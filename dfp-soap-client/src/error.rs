//! Client error types.
//!
//! This module provides [`ClientError`], the error type for every client
//! operation.

use std::time::Duration;

use dfp_soap_core::{ApiError, ResultSetError, StatementError, ValueError, XmlError};

/// Error variants surfaced by the client.
///
/// Nothing is retried internally: transport failures, faults and failed
/// report jobs all reach the caller.
#[derive(Debug, thiserror::Error)]
pub enum ClientError {
    /// The application name is empty or still the placeholder.
    #[error(
        "application_name must be set to a value identifying your application, \
         not left empty or as the default placeholder"
    )]
    MisconfiguredApplicationName,

    /// The requested API version is not in the catalog.
    #[error("unknown API version {version:?}; known versions: {}", known.join(", "))]
    UnknownVersion { version: String, known: Vec<String> },

    /// The service does not exist in an otherwise known version.
    #[error(
        "unknown service {service:?} for version {version}; known services: {}",
        known.join(", ")
    )]
    UnknownService {
        service: String,
        version: String,
        known: Vec<String>,
    },

    /// The service description could not be fetched although the catalog
    /// knows the version and service. `source` is the underlying failure.
    #[error("failed to fetch service description from {url}: {source}")]
    DescriptionFetchFailed {
        url: String,
        #[source]
        source: Box<ClientError>,
    },

    /// The operation is not advertised by the service description.
    #[error("service {service} has no operation {operation:?}")]
    UnknownOperation { service: String, operation: String },

    /// Transport-level error (connection failed, TLS, proxy, etc.).
    #[error("transport error: {0}")]
    Transport(String),

    /// A request did not complete in time.
    #[error("request timed out after {0:?}")]
    Timeout(Duration),

    /// A non-success HTTP status without a SOAP fault body.
    #[error("HTTP {status}: {message}")]
    Http { status: u16, message: String },

    /// A SOAP fault returned by the server.
    #[error("{message}")]
    Fault { message: String, errors: Vec<ApiError> },

    /// The report job ended in the FAILED state.
    #[error("report job failed. The ID of the failed report is: {report_job_id}")]
    ReportFailed { report_job_id: i64 },

    #[error(transparent)]
    Value(#[from] ValueError),

    #[error(transparent)]
    Statement(#[from] StatementError),

    /// Response decoding error.
    #[error("decode error: {0}")]
    Decode(String),

    /// Request encoding error.
    #[error("encode error: {0}")]
    Encode(String),

    /// Invalid or incomplete configuration.
    #[error("configuration error: {0}")]
    Config(String),

    /// The credentials provider could not produce headers.
    #[error("credentials error: {0}")]
    Credentials(String),

    #[error(transparent)]
    Io(#[from] std::io::Error),

    #[error("csv error: {0}")]
    Csv(String),
}

impl ClientError {
    /// Create a transport error from anything displayable.
    pub fn transport<E: std::fmt::Display>(err: E) -> Self {
        ClientError::Transport(err.to_string())
    }

    /// Create a decode error from anything displayable.
    pub fn decode<E: std::fmt::Display>(err: E) -> Self {
        ClientError::Decode(err.to_string())
    }

    pub fn config<S: Into<String>>(message: S) -> Self {
        ClientError::Config(message.into())
    }

    /// API errors carried by a fault (empty for other variants).
    pub fn api_errors(&self) -> &[ApiError] {
        match self {
            ClientError::Fault { errors, .. } => errors,
            _ => &[],
        }
    }

    /// Returns true for errors that originate below the SOAP layer.
    pub fn is_transport(&self) -> bool {
        matches!(
            self,
            ClientError::Transport(_) | ClientError::Timeout(_) | ClientError::Http { .. }
        )
    }
}

impl From<XmlError> for ClientError {
    fn from(err: XmlError) -> Self {
        match err {
            XmlError::Write(message) => ClientError::Encode(message),
            other => ClientError::Decode(other.to_string()),
        }
    }
}

impl From<ResultSetError> for ClientError {
    fn from(err: ResultSetError) -> Self {
        match err {
            ResultSetError::Xml(xml) => xml.into(),
            ResultSetError::Value(value) => value.into(),
        }
    }
}

impl From<csv::Error> for ClientError {
    fn from(err: csv::Error) -> Self {
        if err.is_io_error() {
            match err.into_kind() {
                csv::ErrorKind::Io(io) => ClientError::Io(io),
                other => ClientError::Csv(format!("{other:?}")),
            }
        } else {
            ClientError::Csv(err.to_string())
        }
    }
}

__________

Problem to solve:
Transcribe the lines from the first line of the records through the line that contains "#[derive(Debug, thiserror::Error)]", both included, and add nothing else.

Task response:
filename dfp-soap-client/src/error.rs
//! Client error types.
//!
//! This module provides [`ClientError`], the error type for every client
//! operation.

use std::time::Duration;

use dfp_soap_core::{ApiError, ResultSetError, StatementError, ValueError, XmlError};

/// Error variants surfaced by the client.
///
/// Nothing is retried internally: transport failures, faults and failed
/// report jobs all reach the caller.
#[derive(Debug, thiserror::Error)]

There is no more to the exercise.